When James was in second grade, he was diagnosed with ADHD and we started behavior modifications along with medication. He continued with behavior modifications until he became so ill that they didn't work well.

James was always a gifted athlete. In his freshman year of high school, his coaches told him to look for college scholarships in basketball, baseball, and football.
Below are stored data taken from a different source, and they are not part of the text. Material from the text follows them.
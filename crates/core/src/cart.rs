//! Cart lines paired with catalog stock.
//!
//! Every cart mutation moves units between the catalog and the cart, so for
//! each held barcode `catalog stock + cart quantity` is unchanged by any
//! operation here. Methods take the catalog by `&mut` so both sides change
//! under one borrow; nothing can observe one side updated without the other.
//!
//! Per barcode a line moves through `Absent -> Present(1) -> Present(n) ->
//! Absent`.

use crate::catalog::{CatalogError, ProductCatalog};
use crate::types::{CartItem, CartTotals, Price, QuantityOp};

/// Errors from cart operations.
#[derive(thiserror::Error, Debug, Clone, PartialEq, Eq)]
pub enum CartError {
    /// The barcode does not reference a loaded product.
    #[error("no product found for barcode {0}")]
    NotFound(String),

    /// The product has no stock left to add.
    #[error("{name} is out of stock")]
    StockExhausted {
        /// Product barcode.
        barcode: String,
        /// Product name, for the notification.
        name: String,
    },

    /// The barcode has no line in the cart.
    #[error("{0} is not in the cart")]
    NotInCart(String),

    /// A paired catalog adjustment was refused.
    #[error(transparent)]
    Catalog(#[from] CatalogError),
}

/// Outcome of [`CartStore::update_quantity`].
#[derive(Debug, Clone, PartialEq, Eq)]
pub enum QuantityChange {
    /// Quantity went up; holds the new quantity.
    Incremented(u32),
    /// Quantity went down; holds the new quantity.
    Decremented(u32),
    /// The line was at quantity 1 and has been removed.
    Removed(CartItem),
    /// Increment requested with no catalog stock left.
    Unchanged,
}

/// Selected lines, in the order they were first added.
#[derive(Debug, Clone, Default)]
pub struct CartStore {
    items: Vec<CartItem>,
}

impl CartStore {
    /// Create an empty cart.
    #[must_use]
    pub const fn new() -> Self {
        Self { items: Vec::new() }
    }

    fn position(&self, barcode: &str) -> Option<usize> {
        self.items.iter().position(|i| i.barcode == barcode)
    }

    fn line_mut(&mut self, barcode: &str) -> Option<&mut CartItem> {
        self.items.iter_mut().find(|i| i.barcode == barcode)
    }

    /// Add one unit of a product, taking it from catalog stock.
    ///
    /// Creates a line with quantity 1 or bumps an existing line.
    ///
    /// # Errors
    ///
    /// Returns [`CartError::NotFound`] for an unknown barcode and
    /// [`CartError::StockExhausted`] when the product has no stock. Neither
    /// the cart nor the catalog changes on error.
    pub fn add_item(
        &mut self,
        catalog: &mut ProductCatalog,
        barcode: &str,
    ) -> Result<&CartItem, CartError> {
        let product = catalog
            .find_by_barcode(barcode)
            .ok_or_else(|| CartError::NotFound(barcode.to_owned()))?;

        if product.stock == 0 {
            return Err(CartError::StockExhausted {
                barcode: barcode.to_owned(),
                name: product.name.clone(),
            });
        }

        let fresh_line = CartItem::first_unit(product);
        catalog.adjust_stock(barcode, -1)?;

        let index = match self.position(barcode) {
            Some(index) => {
                if let Some(line) = self.items.get_mut(index) {
                    line.quantity += 1;
                }
                index
            }
            None => {
                self.items.push(fresh_line);
                self.items.len() - 1
            }
        };

        self.items
            .get(index)
            .ok_or_else(|| CartError::NotInCart(barcode.to_owned()))
    }

    /// Step a line's quantity up or down.
    ///
    /// - `Increment` takes one unit from the catalog, or does nothing when
    ///   the catalog has none left.
    /// - `Decrement` returns one unit to the catalog; at quantity 1 it removes
    ///   the line (see [`CartStore::remove_item`]). A line whose product is
    ///   no longer loaded still steps down.
    ///
    /// # Errors
    ///
    /// Returns [`CartError::NotInCart`] if the barcode has no line, or
    /// [`CartError::NotFound`] when incrementing a product that is no longer
    /// loaded.
    pub fn update_quantity(
        &mut self,
        catalog: &mut ProductCatalog,
        barcode: &str,
        op: QuantityOp,
    ) -> Result<QuantityChange, CartError> {
        let quantity = self
            .quantity_of(barcode)
            .ok_or_else(|| CartError::NotInCart(barcode.to_owned()))?;

        match op {
            QuantityOp::Increment => {
                let stock = catalog
                    .stock_of(barcode)
                    .ok_or_else(|| CartError::NotFound(barcode.to_owned()))?;
                if stock == 0 {
                    return Ok(QuantityChange::Unchanged);
                }
                catalog.adjust_stock(barcode, -1)?;
                let line = self
                    .line_mut(barcode)
                    .ok_or_else(|| CartError::NotInCart(barcode.to_owned()))?;
                line.quantity += 1;
                Ok(QuantityChange::Incremented(line.quantity))
            }
            QuantityOp::Decrement if quantity > 1 => {
                if catalog.contains(barcode) {
                    catalog.adjust_stock(barcode, 1)?;
                }
                let line = self
                    .line_mut(barcode)
                    .ok_or_else(|| CartError::NotInCart(barcode.to_owned()))?;
                line.quantity -= 1;
                Ok(QuantityChange::Decremented(line.quantity))
            }
            QuantityOp::Decrement => self
                .remove_item(catalog, barcode)?
                .map(QuantityChange::Removed)
                .ok_or_else(|| CartError::NotInCart(barcode.to_owned())),
        }
    }

    /// Remove a line, returning its whole quantity to catalog stock.
    ///
    /// Returns `Ok(None)` if the barcode has no line. A line whose product is
    /// no longer loaded is still removed; there is no stock to return it to.
    ///
    /// # Errors
    ///
    /// Returns [`CartError::Catalog`] if returning the quantity would
    /// overflow the product's stock; the line is kept in that case.
    pub fn remove_item(
        &mut self,
        catalog: &mut ProductCatalog,
        barcode: &str,
    ) -> Result<Option<CartItem>, CartError> {
        let Some(index) = self.position(barcode) else {
            return Ok(None);
        };

        let quantity = self.items.get(index).map_or(0, |line| line.quantity);
        if catalog.contains(barcode) {
            catalog.adjust_stock(barcode, i64::from(quantity))?;
        }

        Ok(Some(self.items.remove(index)))
    }

    /// Totals over the current lines.
    #[must_use]
    pub fn totals(&self) -> CartTotals {
        self.items.iter().fold(CartTotals::default(), |acc, line| CartTotals {
            total_items: acc.total_items + u64::from(line.quantity),
            total_price: acc.total_price.saturating_add(line.subtotal()),
        })
    }

    /// Held quantity for a barcode, if it has a line.
    #[must_use]
    pub fn quantity_of(&self, barcode: &str) -> Option<u32> {
        self.get(barcode).map(|line| line.quantity)
    }

    /// The line for a barcode.
    #[must_use]
    pub fn get(&self, barcode: &str) -> Option<&CartItem> {
        self.items.iter().find(|i| i.barcode == barcode)
    }

    /// All lines in insertion order.
    #[must_use]
    pub fn items(&self) -> &[CartItem] {
        &self.items
    }

    /// Returns true if the cart has no lines.
    #[must_use]
    pub fn is_empty(&self) -> bool {
        self.items.is_empty()
    }

    /// Number of lines.
    #[must_use]
    pub fn len(&self) -> usize {
        self.items.len()
    }

    /// Drop every line without touching the catalog.
    ///
    /// Only valid when the catalog is about to be replaced wholesale, as on a
    /// session discard.
    pub fn clear(&mut self) -> Vec<CartItem> {
        std::mem::take(&mut self.items)
    }

    /// Shrink a line to `quantity` without touching the catalog, removing it
    /// at zero. Used when reconciling against freshly loaded stock.
    pub(crate) fn truncate_line(&mut self, barcode: &str, quantity: u32) -> Option<CartItem> {
        let index = self.position(barcode)?;
        if quantity == 0 {
            return Some(self.items.remove(index));
        }
        if let Some(line) = self.items.get_mut(index) {
            line.quantity = line.quantity.min(quantity);
        }
        None
    }

    /// Drop a line without touching the catalog.
    pub(crate) fn forget(&mut self, barcode: &str) -> Option<CartItem> {
        let index = self.position(barcode)?;
        Some(self.items.remove(index))
    }

    /// Total value of the cart.
    #[must_use]
    pub fn total_price(&self) -> Price {
        self.totals().total_price
    }
}
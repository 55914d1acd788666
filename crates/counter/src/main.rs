//! Apotek Counter - pharmacy point-of-sale service.
//!
//! This binary serves the customer counter and the admin catalog on port 3000.
//!
//! # Architecture
//!
//! - Axum web framework with JSON handlers and SSE for continuous scanning
//! - One in-memory catalog mirror and cart, shared by both surfaces
//! - Remote catalog service for products and payments (REST)
//! - Optional line-oriented barcode decoder device

#![cfg_attr(not(test), forbid(unsafe_code))]

use std::process::ExitCode;

use apotek_counter::config::CounterConfig;
use apotek_counter::routes;
use apotek_counter::state::AppState;
use sentry::integrations::tracing as sentry_tracing;
use tokio_util::sync::CancellationToken;
use tracing_subscriber::{layer::SubscriberExt, util::SubscriberInitExt};

/// Initialize Sentry error tracking and return guard that must be kept alive.
fn init_sentry(config: &CounterConfig) -> Option<sentry::ClientInitGuard> {
    let dsn = config.sentry_dsn.as_ref()?;

    let guard = sentry::init((
        dsn.as_str(),
        sentry::ClientOptions {
            release: sentry::release_name!(),
            environment: config
                .sentry_environment
                .clone()
                .map(std::borrow::Cow::Owned),
            attach_stacktrace: true,
            ..Default::default()
        },
    ));

    tracing::info!("Sentry initialized");
    Some(guard)
}

/// Filter tracing events to Sentry event types.
fn sentry_event_filter(metadata: &tracing::Metadata<'_>) -> sentry_tracing::EventFilter {
    match *metadata.level() {
        tracing::Level::ERROR | tracing::Level::WARN => sentry_tracing::EventFilter::Event,
        tracing::Level::INFO | tracing::Level::DEBUG => sentry_tracing::EventFilter::Breadcrumb,
        _ => sentry_tracing::EventFilter::Ignore,
    }
}

fn init_tracing() {
    // Defaults to info level for our crate if RUST_LOG is not set
    let env_filter = tracing_subscriber::EnvFilter::try_from_default_env()
        .unwrap_or_else(|_| "apotek_counter=info,tower_http=debug".into());

    tracing_subscriber::registry()
        .with(env_filter)
        .with(tracing_subscriber::fmt::layer())
        .with(sentry_tracing::layer().event_filter(sentry_event_filter))
        .init();
}

#[tokio::main]
async fn main() -> ExitCode {
    // Load configuration from environment (needed for Sentry init)
    let config = match CounterConfig::from_env() {
        Ok(config) => config,
        Err(e) => {
            init_tracing();
            tracing::error!(error = %e, "Failed to load configuration");
            return ExitCode::FAILURE;
        }
    };

    // Initialize Sentry (must be done before tracing subscriber)
    let _sentry_guard = init_sentry(&config);
    init_tracing();

    let shutdown = CancellationToken::new();
    let state = match AppState::new(&config, shutdown.clone()) {
        Ok(state) => state,
        Err(e) => {
            tracing::error!(error = %e, "Failed to initialize application state");
            return ExitCode::FAILURE;
        }
    };

    // An unreachable catalog is not fatal; the counter can refresh later
    match state.session().refresh().await {
        Ok(report) => tracing::info!(products = report.products, "Initial catalog loaded"),
        Err(e) => tracing::warn!(error = %e, "Initial catalog load failed"),
    }

    let app = routes::router(state.clone())
        // Sentry layers (outermost for full request coverage)
        .layer(sentry_tower::NewSentryLayer::new_from_top())
        .layer(sentry_tower::SentryHttpLayer::new().enable_transaction());

    // Start server
    let addr = config.socket_addr();
    let listener = match tokio::net::TcpListener::bind(addr).await {
        Ok(listener) => listener,
        Err(e) => {
            tracing::error!(error = %e, %addr, "Failed to bind to address");
            return ExitCode::FAILURE;
        }
    };
    tracing::info!("counter listening on {}", addr);

    let served = axum::serve(listener, app)
        .with_graceful_shutdown(shutdown_signal(shutdown))
        .await;

    // Let a pending post-payment reload finish before exiting
    state.payments().settle().await;

    match served {
        Ok(()) => ExitCode::SUCCESS,
        Err(e) => {
            tracing::error!(error = %e, "Server error");
            ExitCode::FAILURE
        }
    }
}

/// Wait for shutdown signal (Ctrl+C or SIGTERM), then cancel every decode
/// session so open scanner streams end and the server can drain.
async fn shutdown_signal(shutdown: CancellationToken) {
    let ctrl_c = async {
        if let Err(e) = tokio::signal::ctrl_c().await {
            tracing::error!(error = %e, "Failed to install Ctrl+C handler");
            std::future::pending::<()>().await;
        }
    };

    #[cfg(unix)]
    let terminate = async {
        match tokio::signal::unix::signal(tokio::signal::unix::SignalKind::terminate()) {
            Ok(mut signal) => {
                signal.recv().await;
            }
            Err(e) => {
                tracing::error!(error = %e, "Failed to install signal handler");
                std::future::pending::<()>().await;
            }
        }
    };

    #[cfg(not(unix))]
    let terminate = std::future::pending::<()>();

    tokio::select! {
        () = ctrl_c => {},
        () = terminate => {},
    }

    tracing::info!("Shutdown signal received, starting graceful shutdown");
    shutdown.cancel();
}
But, by age 15, his symptoms were  severe and he was put in a locked down facility out of state because he was still a minor. I appealed to the court to release him into my care so I could get him treatment. He needed treatment, not punishment, and it's in the right treatment that we found our hope. That's why I do what I'm able to help more find their treatment in time. 

My son's been and continues to be one of my greatest blessings and the best teacher I've ever had. I'm honored to know him and to have the privilege of being his mom.  At long last, he's at peace with his life. He's on the other side of his horrific journey. His kindness, gentleness, and his never giving up have lead him here. He's able to enjoy the present and let go of what once was.